A massive winter storm spanning 20 states dumped more than a foot of snow in some places Thursday and brought life to a standstill in parts of the central United States..
About 60 million people -- 20% of the U.S. population -- were under winter weather warnings, watches and advisories in the 750,000 square miles affected.
Statewide emergency declared
Missouri Gov. Jay Nixon declared a state of emergency. Snow, sleet and ice could wreak havoc, and parts of the state could see more than 10 inches of snow.
Kansas City, Missouri, Mayor Sly James also declared a state of emergency. There were 250 snow plows working to clear roads in the city, and residents were urged to limit travel.
Kansas City International Airport shut down because of the weather, according to Joe McBride with the city's aviation department.
The city picked up 7.6 inches of snow, a record daily snowfall, the National Weather Service said.
CNN iReporter Joseph Kopel posted photos of empty shelves in St. Joseph, Missouri, on Wednesday as people stocked up for the blizzard.

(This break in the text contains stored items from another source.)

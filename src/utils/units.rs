//! # 单位换算
//!
//! 能量、长度与温度单位的简单换算表，以及“数值 + 单位”字符串的拆分。
//!
//! ## 依赖关系
//! - 被 `config/`（参数校验与换算）和 `mopac/analyze.rs`（生成焓）使用

use crate::error::{MopacStepError, Result};

/// 单位换算接口
pub trait UnitConverter {
    /// 将 `value` 从 `from` 单位换算到 `to` 单位，返回数值
    fn convert(&self, value: f64, from: &str, to: &str) -> Result<f64>;
}

/// 单位量纲
#[derive(Debug, Clone, Copy, PartialEq, Eq)]
enum Dimension {
    Energy,
    Length,
    Temperature,
}

/// (单位名, 量纲, 系数, 偏移)：基准值 = 数值 × 系数 + 偏移
///
/// 能量基准为 kJ/mol，长度基准为 Å，温度基准为 K。
const UNITS: &[(&str, Dimension, f64, f64)] = &[
    ("kJ/mol", Dimension::Energy, 1.0, 0.0),
    ("kcal/mol", Dimension::Energy, 4.184, 0.0),
    ("eV", Dimension::Energy, 96.485_332_12, 0.0),
    ("E_h", Dimension::Energy, 2625.499_639, 0.0),
    ("hartree", Dimension::Energy, 2625.499_639, 0.0),
    ("Å", Dimension::Length, 1.0, 0.0),
    ("angstrom", Dimension::Length, 1.0, 0.0),
    ("nm", Dimension::Length, 10.0, 0.0),
    ("pm", Dimension::Length, 0.01, 0.0),
    ("bohr", Dimension::Length, 0.529_177_210_9, 0.0),
    ("K", Dimension::Temperature, 1.0, 0.0),
    ("degC", Dimension::Temperature, 1.0, 273.15),
    ("°C", Dimension::Temperature, 1.0, 273.15),
    ("degF", Dimension::Temperature, 5.0 / 9.0, 459.67 * 5.0 / 9.0),
    ("°F", Dimension::Temperature, 5.0 / 9.0, 459.67 * 5.0 / 9.0),
];

/// 内置换算表
#[derive(Debug, Clone, Copy, Default)]
pub struct UnitTable;

impl UnitTable {
    fn lookup(unit: &str) -> Option<(Dimension, f64, f64)> {
        UNITS
            .iter()
            .find(|(name, ..)| *name == unit)
            .or_else(|| UNITS.iter().find(|(name, ..)| name.eq_ignore_ascii_case(unit)))
            .map(|(_, dim, factor, offset)| (*dim, *factor, *offset))
    }
}

impl UnitConverter for UnitTable {
    fn convert(&self, value: f64, from: &str, to: &str) -> Result<f64> {
        let error = || MopacStepError::UnitConversion {
            value,
            from: from.to_string(),
            to: to.to_string(),
        };

        let (from_dim, from_factor, from_offset) = Self::lookup(from).ok_or_else(error)?;
        let (to_dim, to_factor, to_offset) = Self::lookup(to).ok_or_else(error)?;
        if from_dim != to_dim {
            return Err(error());
        }

        Ok((value * from_factor + from_offset - to_offset) / to_factor)
    }
}

/// 拆分 "1.3 Å" 形式的字符串，单位缺省时返回 `None`
pub fn split_quantity(text: &str) -> Option<(f64, Option<&str>)> {
    let mut parts = text.trim().splitn(2, char::is_whitespace);
    let value: f64 = parts.next()?.parse().ok()?;
    let unit = parts.next().map(str::trim).filter(|u| !u.is_empty());
    Some((value, unit))
}

#[cfg(test)]
mod tests {
    use super::*;

    #[test]
    fn test_kcal_to_kj() {
        let kj = UnitTable.convert(-10.0, "kcal/mol", "kJ/mol").unwrap();
        assert!((kj - (-41.84)).abs() < 1e-9);
    }

    #[test]
    fn test_length_conversion() {
        let a = UnitTable.convert(0.13, "nm", "Å").unwrap();
        assert!((a - 1.3).abs() < 1e-9);
    }

    #[test]
    fn test_incompatible_units() {
        assert!(UnitTable.convert(1.0, "eV", "Å").is_err());
        assert!(UnitTable.convert(1.0, "furlong", "Å").is_err());
    }

    #[test]
    fn test_temperature_offsets() {
        let k = UnitTable.convert(25.0, "degC", "K").unwrap();
        assert!((k - 298.15).abs() < 1e-9);
        let k = UnitTable.convert(32.0, "degF", "K").unwrap();
        assert!((k - 273.15).abs() < 1e-9);
        assert!(UnitTable.convert(1.0, "K", "kcal/mol").is_err());
    }

    #[test]
    fn test_split_quantity() {
        assert_eq!(split_quantity("1.3 Å"), Some((1.3, Some("Å"))));
        assert_eq!(split_quantity("78.4"), Some((78.4, None)));
        assert_eq!(split_quantity("abc"), None);
    }
}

Authorities in Kansas had closed a 240-mile stretch of Interstate 70 west of Salina earlier in the day. Two dozen soldiers from the Kansas National Guard later searched the interstate and U.S. Highways 54 and 400 farther south for any stranded travelers.
In Wichita, despite crews spreading salt and sand across roads for days, many roads remained slick. Side streets were worse, CNN affiliate KSN reported.
Gov. Sam Brownback called for people to stay home.
"If you don't have to travel, don't do it," the governor said.
The storm started to wind down Thursday night in Wichita after leaving 14.2 inches of snow over two days -- the second highest storm total in the city's history, according to the National Weather Service.
Topeka received 9.2 inches of snow.
The University of Kansas closed two of its campuses -- in Lawrence and Overland Park, both near Kansas City -- through Friday because of the weather.
Across the country, flights were canceled or delayed because of weather. St. Louis, Dallas/Fort Worth, Chicago's O'Hare, and Denver had the most cancellations and delays after Kansas City, according to FlightStats, which tracks air travel.
United Airlines announced Thursday that certain affected travelers can change their itineraries without paying fees.
Some drought relief expected
There is a silver lining for some areas facing the heavy snowfall.
"Big chunks of Nebraska, Kansas, Oklahoma and Texas" are facing exceptional drought, HLN meteorologist Bob Van Dillen said. "You squeeze out the water from the melting snow, and you're talking 1 to 2 inches of water for those dry regions."